Em períodos como de ondas de calor em que a demanda energética aumenta, fontes como as termelétricas passam a ter maior participação na produção de energia, e como são mais caras que as hidrelétricas, a conta de luz pressiona o bolso da população. Segundo dados do Instituto Brasileiro de Geografia e Estatística (IBGE), no acumulado de 2023 o aumento na tarifa foi de 9,52%, bem acima da inflação, de 4,62% no mesmo período.
Relatório de 2024 do Tribunal de Contas da União (TCU) em parceria com a Agência Nacional de Energia Elétrica (Aneel) e a Empresa de Pesquisa Energética aponta que a nuclearização não resolveria justamente essa questão. A energia nuclear produzida em Angra III aumentará em 2,9% a conta de luz por ano e custará à população até 77 bilhões em despesas na contratação se a obra for concluída.
“Existe todo um investimento que pode ser perdido, mas não justifica a continuidade de Angra III. É o resultado do mal planejamento e desalinhamento com a política energética aponta Rarisson do Greenpeace - Foto: Eletrobras / Divulgação
O mesmo estudo do TCU destaca que as despesas com a obra “parada” chegam a R$2 bilhões por ano e uma desistência definitiva custaria cerca de R$13 bilhões, menos que o montante necessário para conclusão. Países como Áustria, Portugal e Dinamarca não classificam a energia nuclear como uma fonte limpa, e Itália e mais recentemente Alemanha, desativaram seus reatores ainda em funcionamento.
No caso do Brasil em relação ao setor de energias, as renováveis se destacam em várias frentes. Segundo o “Atlas Eólico” de 2022 do governo do Espírito Santo em parceria com a Embaixada Alemã, o potencial de geração pelo vento somente no estado é de 160 GWh, quase um terço da demanda anual do país hoje.
A energia solar também é outro enorme potencial, levando em consideração que o Brasil é o país que mais recebe irradiação solar no mundo, até então desperdiçado. Em 2023 a companhia de consultoria BloombergNEF apontou que se as políticas de incentivo à modalidade permanecerem iguais, em 2050 a capacidade de geração será de 121 GW por ano. Na ocasião, o presidente da Associação Brasileira de Energia Solar (Absolar), Ronaldo Koloszuk, defendeu que isso pode acontecer ainda em 2040 com apoio e expansão do setor.
Ana Fabiola destaca: "O Brasil tem um dos maiores potenciais renováveis do mundo, mas para isso precisamos investir em inovação, infraestrutura de rede, armazenamento e educação técnica [...] é preciso ter suporte de armazenamento, interligação entre regiões e tecnologias de resposta à demanda.
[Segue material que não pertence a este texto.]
//! Registration calendar: which admission pool and academic year a request falls in.
//!
//! Every pool opens a window per academic year. At a given date the open windows are matched
//! against the candidate's profile and declarations, priority pools first.

mod pool;
mod service;
mod window;

pub use pool::{is_quota_non_resident, AdmissionPool, PoolContext, PoolDeclarations};
pub use service::{DeterminedPool, PoolRequest, RegistrationCalendar};
pub use window::{AnchorDate, EnrolmentPeriod, PoolWindow, WindowEnd};
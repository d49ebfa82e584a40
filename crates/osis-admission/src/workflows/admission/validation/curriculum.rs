use chrono::{Datelike, Duration, Months, NaiveDate};
use std::collections::BTreeSet;

use super::{BusinessException, BusinessValidator, Check, MultipleBusinessExceptions, ValidatorList};
use crate::workflows::admission::domain::{AcademicExperience, Curriculum, TrainingType};

/// First month of an academic year that must be justified.
pub const ACADEMIC_YEAR_FIRST_MONTH: u32 = 9;
/// Last month (in the following calendar year) of an academic year that must be justified.
pub const ACADEMIC_YEAR_LAST_MONTH: u32 = 2;
/// How many past years a curriculum must cover at most.
pub const MAX_CURRICULUM_YEARS: i32 = 5;

/// A curriculum file is required unless the training is a bachelor.
#[derive(Debug, Clone, Copy)]
pub struct CurriculumFileProvided<'a> {
    pub training_type: TrainingType,
    pub curriculum_file: &'a [String],
}

impl BusinessValidator for CurriculumFileProvided<'_> {
    fn validate(&self) -> Result<(), BusinessException> {
        if !self.training_type.is_bachelor() && self.curriculum_file.is_empty() {
            return Err(BusinessException::CurriculumFileNotProvided);
        }
        Ok(())
    }
}

/// Aggregation and CAPAES candidates graduated abroad only must provide a diploma equivalence.
#[derive(Debug, Clone, Copy)]
pub struct DiplomaEquivalenceProvided<'a> {
    pub training_type: TrainingType,
    pub equivalence: &'a [String],
    pub academic_experiences: &'a [AcademicExperience],
}

impl BusinessValidator for DiplomaEquivalenceProvided<'_> {
    fn validate(&self) -> Result<(), BusinessException> {
        if !self.training_type.is_aggregation_or_capaes() || !self.equivalence.is_empty() {
            return Ok(());
        }

        let graduated: Vec<_> = self
            .academic_experiences
            .iter()
            .filter(|experience| experience.obtained_diploma)
            .collect();
        let belgian = graduated.iter().any(|experience| experience.country.is_belgium());
        let foreign = graduated.iter().any(|experience| !experience.country.is_belgium());

        if foreign && !belgian {
            return Err(BusinessException::EquivalenceNotProvided);
        }
        Ok(())
    }
}

/// Every incomplete academic experience is reported on its own.
#[derive(Debug, Clone, Copy)]
pub struct AcademicExperiencesCompleted<'a> {
    pub experiences: &'a [AcademicExperience],
}

impl AcademicExperiencesCompleted<'_> {
    pub fn validate(&self) -> Result<(), MultipleBusinessExceptions> {
        let exceptions: Vec<_> = self
            .experiences
            .iter()
            .filter(|experience| !experience.complete)
            .map(|experience| BusinessException::AcademicExperienceNotCompleted {
                reference: experience.id,
                name: experience.name.clone(),
            })
            .collect();

        if exceptions.is_empty() {
            Ok(())
        } else {
            Err(MultipleBusinessExceptions::new(exceptions))
        }
    }
}

/// The months between the minimal year and the last month to justify must all be covered.
///
/// Complete academic experiences cover whole academic years. Non-academic experiences cover
/// date ranges, with adjacent ranges merged. Each run of consecutive uncovered months is
/// reported as one exception.
#[derive(Debug, Clone, Copy)]
pub struct CurriculumYearsCovered<'a> {
    pub current_year: i32,
    pub secondary_graduation_year: Option<i32>,
    pub last_ucl_registration_year: Option<i32>,
    pub curriculum: &'a Curriculum,
    pub last_month_to_justify: NaiveDate,
}

impl CurriculumYearsCovered<'_> {
    pub fn minimal_year(
        current_year: i32,
        secondary_graduation_year: Option<i32>,
        last_ucl_registration_year: Option<i32>,
    ) -> i32 {
        let floor = current_year - MAX_CURRICULUM_YEARS;
        1 + floor
            .max(secondary_graduation_year.unwrap_or(floor))
            .max(last_ucl_registration_year.unwrap_or(floor))
    }

    /// First day of the month of the earlier of `today` and the training start.
    pub fn last_month_for(today: NaiveDate, training_start: Option<NaiveDate>) -> NaiveDate {
        let reference = training_start.map_or(today, |start| start.min(today));
        reference.with_day(1).unwrap_or(reference)
    }

    fn valorised_years(&self) -> BTreeSet<i32> {
        self.curriculum
            .academic
            .iter()
            .filter(|experience| experience.complete)
            .flat_map(|experience| experience.years.iter().copied())
            .collect()
    }

    fn months_to_justify(&self) -> Vec<NaiveDate> {
        let minimal_year = Self::minimal_year(
            self.current_year,
            self.secondary_graduation_year,
            self.last_ucl_registration_year,
        );
        let valorised = self.valorised_years();

        let mut months = Vec::new();
        for year in minimal_year..=self.current_year {
            if valorised.contains(&year) {
                continue;
            }
            let (Some(first), Some(year_end)) = (
                NaiveDate::from_ymd_opt(year, ACADEMIC_YEAR_FIRST_MONTH, 1),
                NaiveDate::from_ymd_opt(year + 1, ACADEMIC_YEAR_LAST_MONTH, 1),
            ) else {
                continue;
            };
            let last = year_end.min(self.last_month_to_justify);
            let mut month = first;
            while month <= last {
                months.push(month);
                match month.checked_add_months(Months::new(1)) {
                    Some(next) => month = next,
                    None => break,
                }
            }
        }
        months
    }

    fn covered_ranges(&self) -> Vec<(NaiveDate, NaiveDate)> {
        let mut ranges: Vec<_> = self
            .curriculum
            .non_academic
            .iter()
            .map(|experience| (experience.start, experience.end))
            .collect();
        ranges.sort();

        let mut merged: Vec<(NaiveDate, NaiveDate)> = Vec::with_capacity(ranges.len());
        for (start, end) in ranges {
            match merged.last_mut() {
                Some((_, current_end)) if start <= *current_end + Duration::days(1) => {
                    *current_end = (*current_end).max(end);
                }
                _ => merged.push((start, end)),
            }
        }
        merged
    }

    pub fn validate(&self) -> Result<(), MultipleBusinessExceptions> {
        let ranges = self.covered_ranges();
        let missing: Vec<_> = self
            .months_to_justify()
            .into_iter()
            .filter(|month| {
                !ranges
                    .iter()
                    .any(|(start, end)| start <= month && month <= end)
            })
            .collect();

        let mut exceptions = Vec::new();
        let mut run: Option<(NaiveDate, NaiveDate)> = None;
        for month in missing {
            run = match run {
                Some((start, end)) if end.checked_add_months(Months::new(1)) == Some(month) => {
                    Some((start, month))
                }
                Some((start, end)) => {
                    exceptions.push(BusinessException::CurriculumYearsNotSpecified { start, end });
                    Some((month, month))
                }
                None => Some((month, month)),
            };
        }
        if let Some((start, end)) = run {
            exceptions.push(BusinessException::CurriculumYearsNotSpecified { start, end });
        }

        if exceptions.is_empty() {
            Ok(())
        } else {
            Err(MultipleBusinessExceptions::new(exceptions))
        }
    }
}

#[derive(Debug, Clone, Copy)]
pub struct CurriculumValidatorList<'a> {
    pub training_type: TrainingType,
    pub curriculum_file: &'a [String],
    pub equivalence: &'a [String],
    pub curriculum: &'a Curriculum,
    pub current_year: i32,
    pub secondary_graduation_year: Option<i32>,
    pub last_ucl_registration_year: Option<i32>,
    pub last_month_to_justify: NaiveDate,
}

impl ValidatorList for CurriculumValidatorList<'_> {
    fn invariant_validators(&self) -> Vec<Check<'_>> {
        let experiences = AcademicExperiencesCompleted {
            experiences: &self.curriculum.academic,
        };
        let years = CurriculumYearsCovered {
            current_year: self.current_year,
            secondary_graduation_year: self.secondary_graduation_year,
            last_ucl_registration_year: self.last_ucl_registration_year,
            curriculum: self.curriculum,
            last_month_to_justify: self.last_month_to_justify,
        };

        vec![
            Check::validator(CurriculumFileProvided {
                training_type: self.training_type,
                curriculum_file: self.curriculum_file,
            }),
            Check::from_fn(move || experiences.validate()),
            Check::from_fn(move || years.validate()),
            Check::validator(DiplomaEquivalenceProvided {
                training_type: self.training_type,
                equivalence: self.equivalence,
                academic_experiences: &self.curriculum.academic,
            }),
        ]
    }
}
As fontes renováveis podem sim suprir a demanda crescente se houver vontade política e investimento contínuo", afirma.
Maior parque solar do mundo fica em Minas Gerais e foi inaugurado em 2023, fazendo com que a capacidade do estado chegue a 8 GW por ano - Foto: Solatio / Divulgação
Potencial radioativo denso
Falando em demandas futuras e recursos para sanar problemas sem gerar mais, uma outra implicação da energia nuclear gira em torno dos resíduos perigosos da atividade. A World Nuclear Association aponta que o resíduo nuclear equivalente à demanda de uma pessoa por um ano é do tamanho de um tijolo. Pode não parecer tanto de início, mas o problema está na radioatividade do material.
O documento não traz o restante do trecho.